In the records below, find the line that contains "timer is active." and the line that contains "impl Debug for". Set down exactly those lines and every line between them, and nothing more.

════════════════

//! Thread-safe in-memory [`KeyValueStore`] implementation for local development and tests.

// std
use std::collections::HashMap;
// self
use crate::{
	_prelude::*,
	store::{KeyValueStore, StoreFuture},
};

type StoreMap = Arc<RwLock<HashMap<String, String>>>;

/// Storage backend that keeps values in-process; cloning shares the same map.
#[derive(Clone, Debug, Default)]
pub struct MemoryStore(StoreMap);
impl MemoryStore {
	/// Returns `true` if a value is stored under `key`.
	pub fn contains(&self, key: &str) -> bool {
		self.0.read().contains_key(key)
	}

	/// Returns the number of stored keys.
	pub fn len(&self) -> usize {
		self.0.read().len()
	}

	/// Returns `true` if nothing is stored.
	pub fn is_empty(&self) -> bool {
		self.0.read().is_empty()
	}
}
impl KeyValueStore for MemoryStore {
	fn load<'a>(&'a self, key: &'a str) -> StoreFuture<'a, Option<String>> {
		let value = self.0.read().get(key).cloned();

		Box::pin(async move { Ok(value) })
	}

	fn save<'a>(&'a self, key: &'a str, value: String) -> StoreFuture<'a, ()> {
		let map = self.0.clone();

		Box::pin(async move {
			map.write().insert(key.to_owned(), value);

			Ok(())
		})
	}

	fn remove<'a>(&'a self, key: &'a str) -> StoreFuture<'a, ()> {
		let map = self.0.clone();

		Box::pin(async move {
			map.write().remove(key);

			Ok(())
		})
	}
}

════════════════

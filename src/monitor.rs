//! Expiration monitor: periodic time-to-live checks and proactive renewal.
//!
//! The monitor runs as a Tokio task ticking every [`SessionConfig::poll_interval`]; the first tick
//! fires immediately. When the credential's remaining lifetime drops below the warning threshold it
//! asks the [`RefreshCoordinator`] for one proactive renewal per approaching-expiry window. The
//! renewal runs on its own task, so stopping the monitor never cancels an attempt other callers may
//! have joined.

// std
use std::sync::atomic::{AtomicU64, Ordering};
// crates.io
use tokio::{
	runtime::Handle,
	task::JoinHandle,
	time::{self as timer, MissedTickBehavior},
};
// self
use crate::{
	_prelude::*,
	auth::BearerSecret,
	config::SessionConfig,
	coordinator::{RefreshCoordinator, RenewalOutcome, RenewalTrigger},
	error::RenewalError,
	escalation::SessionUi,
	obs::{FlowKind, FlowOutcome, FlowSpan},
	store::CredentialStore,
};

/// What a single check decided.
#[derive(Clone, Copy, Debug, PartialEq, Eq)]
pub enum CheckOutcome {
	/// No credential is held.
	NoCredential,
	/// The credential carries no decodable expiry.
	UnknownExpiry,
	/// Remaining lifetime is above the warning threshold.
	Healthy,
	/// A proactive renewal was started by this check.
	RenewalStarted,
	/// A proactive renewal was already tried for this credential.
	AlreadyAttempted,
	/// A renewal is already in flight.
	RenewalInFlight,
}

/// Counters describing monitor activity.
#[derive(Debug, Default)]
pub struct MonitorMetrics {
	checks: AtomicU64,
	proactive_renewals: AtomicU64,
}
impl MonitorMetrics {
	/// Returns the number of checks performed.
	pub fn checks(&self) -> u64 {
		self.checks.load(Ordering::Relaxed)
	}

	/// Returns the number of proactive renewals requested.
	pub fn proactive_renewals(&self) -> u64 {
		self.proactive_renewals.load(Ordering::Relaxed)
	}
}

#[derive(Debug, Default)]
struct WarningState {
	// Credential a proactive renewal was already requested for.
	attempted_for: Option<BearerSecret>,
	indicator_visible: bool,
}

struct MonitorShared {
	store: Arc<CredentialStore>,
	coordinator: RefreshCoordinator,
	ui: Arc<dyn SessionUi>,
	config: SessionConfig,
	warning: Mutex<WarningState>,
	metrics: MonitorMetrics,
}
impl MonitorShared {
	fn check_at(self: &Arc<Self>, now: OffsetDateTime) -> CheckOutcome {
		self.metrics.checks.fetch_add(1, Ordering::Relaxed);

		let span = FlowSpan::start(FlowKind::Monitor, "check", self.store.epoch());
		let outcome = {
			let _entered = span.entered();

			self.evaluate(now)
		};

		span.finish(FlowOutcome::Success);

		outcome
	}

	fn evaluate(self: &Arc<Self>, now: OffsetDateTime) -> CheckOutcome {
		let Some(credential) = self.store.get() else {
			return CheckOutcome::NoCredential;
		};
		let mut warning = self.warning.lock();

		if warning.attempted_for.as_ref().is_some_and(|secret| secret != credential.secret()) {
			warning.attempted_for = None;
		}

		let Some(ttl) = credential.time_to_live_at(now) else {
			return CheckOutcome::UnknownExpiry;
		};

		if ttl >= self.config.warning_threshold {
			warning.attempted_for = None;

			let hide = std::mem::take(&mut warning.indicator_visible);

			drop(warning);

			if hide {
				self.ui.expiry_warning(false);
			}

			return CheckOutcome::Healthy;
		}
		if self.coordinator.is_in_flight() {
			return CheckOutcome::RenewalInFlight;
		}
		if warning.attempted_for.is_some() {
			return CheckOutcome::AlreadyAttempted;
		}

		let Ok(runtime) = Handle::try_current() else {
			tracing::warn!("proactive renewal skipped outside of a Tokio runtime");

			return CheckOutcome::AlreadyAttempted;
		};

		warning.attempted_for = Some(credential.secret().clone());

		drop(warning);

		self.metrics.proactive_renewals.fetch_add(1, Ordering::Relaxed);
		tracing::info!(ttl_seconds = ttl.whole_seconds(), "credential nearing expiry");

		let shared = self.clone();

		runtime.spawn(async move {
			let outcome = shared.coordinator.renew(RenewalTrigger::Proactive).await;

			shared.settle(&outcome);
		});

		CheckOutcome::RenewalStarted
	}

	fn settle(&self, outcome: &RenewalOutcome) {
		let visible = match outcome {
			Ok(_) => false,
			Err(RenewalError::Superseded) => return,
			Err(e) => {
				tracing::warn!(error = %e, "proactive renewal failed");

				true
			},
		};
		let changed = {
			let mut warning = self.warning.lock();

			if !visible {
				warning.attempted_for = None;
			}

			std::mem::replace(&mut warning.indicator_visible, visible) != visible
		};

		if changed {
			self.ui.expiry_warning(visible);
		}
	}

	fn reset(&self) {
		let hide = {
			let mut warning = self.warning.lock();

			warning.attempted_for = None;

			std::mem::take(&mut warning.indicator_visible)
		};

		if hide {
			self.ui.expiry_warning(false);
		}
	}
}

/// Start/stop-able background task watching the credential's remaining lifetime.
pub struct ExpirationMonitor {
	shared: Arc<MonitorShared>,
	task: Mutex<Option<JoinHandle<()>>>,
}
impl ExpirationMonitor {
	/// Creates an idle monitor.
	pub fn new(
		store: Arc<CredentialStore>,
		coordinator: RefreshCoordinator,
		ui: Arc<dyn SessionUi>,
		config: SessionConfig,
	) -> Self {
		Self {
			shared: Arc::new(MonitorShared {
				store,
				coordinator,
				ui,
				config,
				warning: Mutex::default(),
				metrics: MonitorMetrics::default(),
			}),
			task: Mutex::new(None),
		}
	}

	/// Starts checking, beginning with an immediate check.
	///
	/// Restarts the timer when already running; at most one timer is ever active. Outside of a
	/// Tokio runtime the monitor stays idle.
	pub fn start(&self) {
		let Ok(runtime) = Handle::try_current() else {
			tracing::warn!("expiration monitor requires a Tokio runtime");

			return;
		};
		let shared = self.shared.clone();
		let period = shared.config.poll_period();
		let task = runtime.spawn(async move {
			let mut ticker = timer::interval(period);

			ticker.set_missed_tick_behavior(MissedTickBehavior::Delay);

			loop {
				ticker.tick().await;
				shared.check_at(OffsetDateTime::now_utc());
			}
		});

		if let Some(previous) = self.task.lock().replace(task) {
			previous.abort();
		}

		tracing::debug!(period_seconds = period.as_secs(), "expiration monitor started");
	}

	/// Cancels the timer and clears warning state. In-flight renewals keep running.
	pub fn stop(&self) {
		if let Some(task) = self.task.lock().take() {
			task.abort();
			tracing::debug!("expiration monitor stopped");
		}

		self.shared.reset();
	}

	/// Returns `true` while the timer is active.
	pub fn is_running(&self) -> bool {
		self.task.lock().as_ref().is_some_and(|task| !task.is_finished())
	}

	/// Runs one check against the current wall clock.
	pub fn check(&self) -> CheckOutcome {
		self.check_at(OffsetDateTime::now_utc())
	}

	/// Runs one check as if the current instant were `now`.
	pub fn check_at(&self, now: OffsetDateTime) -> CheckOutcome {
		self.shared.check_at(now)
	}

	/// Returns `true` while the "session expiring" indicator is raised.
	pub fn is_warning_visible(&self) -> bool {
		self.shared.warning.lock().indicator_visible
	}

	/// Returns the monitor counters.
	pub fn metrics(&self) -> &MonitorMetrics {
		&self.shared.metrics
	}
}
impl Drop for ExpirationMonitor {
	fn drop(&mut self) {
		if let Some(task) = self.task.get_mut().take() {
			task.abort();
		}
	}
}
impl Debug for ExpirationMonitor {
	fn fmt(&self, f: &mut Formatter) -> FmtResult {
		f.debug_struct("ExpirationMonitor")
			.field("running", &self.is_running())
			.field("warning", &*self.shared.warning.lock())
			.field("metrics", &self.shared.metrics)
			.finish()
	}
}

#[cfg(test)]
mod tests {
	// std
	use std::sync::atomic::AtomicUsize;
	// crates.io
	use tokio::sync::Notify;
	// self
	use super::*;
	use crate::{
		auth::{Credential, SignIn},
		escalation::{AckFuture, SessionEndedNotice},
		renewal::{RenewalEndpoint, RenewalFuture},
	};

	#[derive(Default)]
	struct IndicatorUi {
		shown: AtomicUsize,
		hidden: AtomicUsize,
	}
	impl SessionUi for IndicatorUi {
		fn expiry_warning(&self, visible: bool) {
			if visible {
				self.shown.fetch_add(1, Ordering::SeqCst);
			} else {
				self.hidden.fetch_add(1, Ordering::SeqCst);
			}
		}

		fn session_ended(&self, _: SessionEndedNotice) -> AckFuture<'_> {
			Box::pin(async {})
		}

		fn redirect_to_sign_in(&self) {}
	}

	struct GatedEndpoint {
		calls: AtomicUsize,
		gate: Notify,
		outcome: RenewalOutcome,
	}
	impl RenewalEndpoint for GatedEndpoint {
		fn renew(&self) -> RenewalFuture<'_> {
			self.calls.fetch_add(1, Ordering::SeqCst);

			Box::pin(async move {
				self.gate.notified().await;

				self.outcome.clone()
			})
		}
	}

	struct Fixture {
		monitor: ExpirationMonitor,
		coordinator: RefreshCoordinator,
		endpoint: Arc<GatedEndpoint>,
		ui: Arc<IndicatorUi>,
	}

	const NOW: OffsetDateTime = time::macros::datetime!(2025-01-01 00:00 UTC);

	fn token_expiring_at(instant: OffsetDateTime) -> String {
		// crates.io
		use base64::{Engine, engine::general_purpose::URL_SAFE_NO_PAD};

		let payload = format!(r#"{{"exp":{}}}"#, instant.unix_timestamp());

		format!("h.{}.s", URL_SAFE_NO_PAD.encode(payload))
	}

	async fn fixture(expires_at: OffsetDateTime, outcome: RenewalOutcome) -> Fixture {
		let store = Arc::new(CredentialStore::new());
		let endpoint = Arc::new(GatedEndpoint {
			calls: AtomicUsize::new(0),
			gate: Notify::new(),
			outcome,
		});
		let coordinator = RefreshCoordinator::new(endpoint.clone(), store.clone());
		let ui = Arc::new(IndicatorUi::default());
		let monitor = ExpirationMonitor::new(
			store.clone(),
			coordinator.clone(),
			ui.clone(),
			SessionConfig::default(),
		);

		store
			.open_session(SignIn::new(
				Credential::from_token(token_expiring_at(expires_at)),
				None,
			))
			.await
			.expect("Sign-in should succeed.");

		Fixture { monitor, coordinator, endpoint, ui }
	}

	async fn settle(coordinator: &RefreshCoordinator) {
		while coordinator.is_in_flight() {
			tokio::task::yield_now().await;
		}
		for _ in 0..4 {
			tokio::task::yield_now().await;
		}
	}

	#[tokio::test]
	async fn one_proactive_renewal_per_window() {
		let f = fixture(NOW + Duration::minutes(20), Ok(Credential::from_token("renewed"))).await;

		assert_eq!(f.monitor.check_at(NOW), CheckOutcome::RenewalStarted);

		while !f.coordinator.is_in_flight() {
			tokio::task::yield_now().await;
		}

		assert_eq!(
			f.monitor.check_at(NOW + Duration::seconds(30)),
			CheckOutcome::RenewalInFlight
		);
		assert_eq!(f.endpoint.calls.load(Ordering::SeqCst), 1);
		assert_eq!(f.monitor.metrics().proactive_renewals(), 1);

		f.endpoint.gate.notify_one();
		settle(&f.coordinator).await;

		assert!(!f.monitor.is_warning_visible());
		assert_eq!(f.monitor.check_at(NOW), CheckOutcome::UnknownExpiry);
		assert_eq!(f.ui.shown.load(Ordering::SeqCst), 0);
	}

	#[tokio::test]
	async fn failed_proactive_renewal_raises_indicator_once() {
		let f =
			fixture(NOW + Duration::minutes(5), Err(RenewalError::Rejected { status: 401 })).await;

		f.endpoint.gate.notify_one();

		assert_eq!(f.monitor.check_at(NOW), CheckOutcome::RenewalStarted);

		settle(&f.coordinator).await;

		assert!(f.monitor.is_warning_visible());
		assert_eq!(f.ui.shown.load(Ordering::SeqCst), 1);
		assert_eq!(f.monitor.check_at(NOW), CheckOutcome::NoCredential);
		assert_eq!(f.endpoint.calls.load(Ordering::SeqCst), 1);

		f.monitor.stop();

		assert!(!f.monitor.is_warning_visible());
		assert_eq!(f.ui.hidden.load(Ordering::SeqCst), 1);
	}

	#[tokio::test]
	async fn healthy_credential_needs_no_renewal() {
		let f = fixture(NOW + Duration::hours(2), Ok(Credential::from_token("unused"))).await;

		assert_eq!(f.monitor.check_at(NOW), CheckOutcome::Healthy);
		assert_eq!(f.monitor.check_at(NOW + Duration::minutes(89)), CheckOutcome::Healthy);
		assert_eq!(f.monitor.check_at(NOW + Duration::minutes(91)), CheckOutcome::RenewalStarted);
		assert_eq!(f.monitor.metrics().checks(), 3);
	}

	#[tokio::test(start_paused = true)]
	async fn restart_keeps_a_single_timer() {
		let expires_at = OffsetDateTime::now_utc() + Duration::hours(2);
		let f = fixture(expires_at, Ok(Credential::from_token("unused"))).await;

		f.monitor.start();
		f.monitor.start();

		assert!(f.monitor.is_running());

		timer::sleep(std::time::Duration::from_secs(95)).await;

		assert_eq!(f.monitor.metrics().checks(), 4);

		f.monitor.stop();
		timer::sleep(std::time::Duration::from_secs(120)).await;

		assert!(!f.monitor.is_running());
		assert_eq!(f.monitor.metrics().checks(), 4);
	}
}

════════════════

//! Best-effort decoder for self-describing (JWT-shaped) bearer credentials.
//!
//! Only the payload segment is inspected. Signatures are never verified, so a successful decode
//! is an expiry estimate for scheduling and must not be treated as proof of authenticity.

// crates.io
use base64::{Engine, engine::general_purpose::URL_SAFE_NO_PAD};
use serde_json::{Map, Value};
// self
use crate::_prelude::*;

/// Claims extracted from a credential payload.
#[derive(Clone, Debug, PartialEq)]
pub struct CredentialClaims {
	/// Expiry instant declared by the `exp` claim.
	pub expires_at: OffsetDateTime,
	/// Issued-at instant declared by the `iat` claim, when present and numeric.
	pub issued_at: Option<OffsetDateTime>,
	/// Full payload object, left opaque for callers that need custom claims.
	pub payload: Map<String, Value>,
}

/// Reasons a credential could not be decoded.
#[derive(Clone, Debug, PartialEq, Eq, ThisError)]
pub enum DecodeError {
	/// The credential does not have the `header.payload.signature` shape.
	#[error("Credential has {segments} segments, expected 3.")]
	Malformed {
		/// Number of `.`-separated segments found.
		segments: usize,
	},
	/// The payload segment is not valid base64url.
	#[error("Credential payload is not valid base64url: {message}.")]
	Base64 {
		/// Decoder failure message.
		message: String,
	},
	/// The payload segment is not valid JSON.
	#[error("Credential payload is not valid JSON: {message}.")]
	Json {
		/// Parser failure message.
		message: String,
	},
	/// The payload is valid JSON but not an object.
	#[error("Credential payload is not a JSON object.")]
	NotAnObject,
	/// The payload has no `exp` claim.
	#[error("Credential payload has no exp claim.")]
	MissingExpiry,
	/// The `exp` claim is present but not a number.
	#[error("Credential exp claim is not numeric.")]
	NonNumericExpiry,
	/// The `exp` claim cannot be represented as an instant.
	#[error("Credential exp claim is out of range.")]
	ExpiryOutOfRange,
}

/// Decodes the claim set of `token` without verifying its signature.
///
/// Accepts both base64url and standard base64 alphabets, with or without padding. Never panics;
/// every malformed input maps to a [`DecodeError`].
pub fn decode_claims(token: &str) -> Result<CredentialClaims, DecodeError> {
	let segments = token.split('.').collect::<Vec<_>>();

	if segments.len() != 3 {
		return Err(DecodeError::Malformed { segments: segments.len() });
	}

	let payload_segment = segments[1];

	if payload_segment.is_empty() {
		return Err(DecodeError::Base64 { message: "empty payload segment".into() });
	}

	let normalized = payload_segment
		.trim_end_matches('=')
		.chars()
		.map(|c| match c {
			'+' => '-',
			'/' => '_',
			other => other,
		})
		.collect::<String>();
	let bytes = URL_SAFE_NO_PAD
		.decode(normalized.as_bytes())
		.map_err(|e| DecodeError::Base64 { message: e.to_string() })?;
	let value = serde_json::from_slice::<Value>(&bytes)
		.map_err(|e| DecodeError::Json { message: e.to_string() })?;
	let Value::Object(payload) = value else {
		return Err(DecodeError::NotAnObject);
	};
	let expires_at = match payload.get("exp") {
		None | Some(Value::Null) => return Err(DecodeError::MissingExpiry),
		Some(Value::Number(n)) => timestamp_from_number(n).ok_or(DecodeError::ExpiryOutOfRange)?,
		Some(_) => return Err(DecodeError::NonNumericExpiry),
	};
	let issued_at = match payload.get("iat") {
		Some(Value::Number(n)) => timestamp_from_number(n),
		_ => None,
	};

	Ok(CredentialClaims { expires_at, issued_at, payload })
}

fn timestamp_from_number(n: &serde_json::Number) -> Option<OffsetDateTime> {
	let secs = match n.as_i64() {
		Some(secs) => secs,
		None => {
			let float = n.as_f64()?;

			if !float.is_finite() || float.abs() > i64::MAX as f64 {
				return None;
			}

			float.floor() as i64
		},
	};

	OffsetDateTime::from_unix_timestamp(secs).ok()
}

════════════════

Task result
	/// Returns `true` while the timer is active.
	pub fn is_running(&self) -> bool {
		self.task.lock().as_ref().is_some_and(|task| !task.is_finished())
	}

	/// Runs one check against the current wall clock.
	pub fn check(&self) -> CheckOutcome {
		self.check_at(OffsetDateTime::now_utc())
	}

	/// Runs one check as if the current instant were `now`.
	pub fn check_at(&self, now: OffsetDateTime) -> CheckOutcome {
		self.shared.check_at(now)
	}

	/// Returns `true` while the "session expiring" indicator is raised.
	pub fn is_warning_visible(&self) -> bool {
		self.shared.warning.lock().indicator_visible
	}

	/// Returns the monitor counters.
	pub fn metrics(&self) -> &MonitorMetrics {
		&self.shared.metrics
	}
}
impl Drop for ExpirationMonitor {
	fn drop(&mut self) {
		if let Some(task) = self.task.get_mut().take() {
			task.abort();
		}
	}
}
impl Debug for ExpirationMonitor {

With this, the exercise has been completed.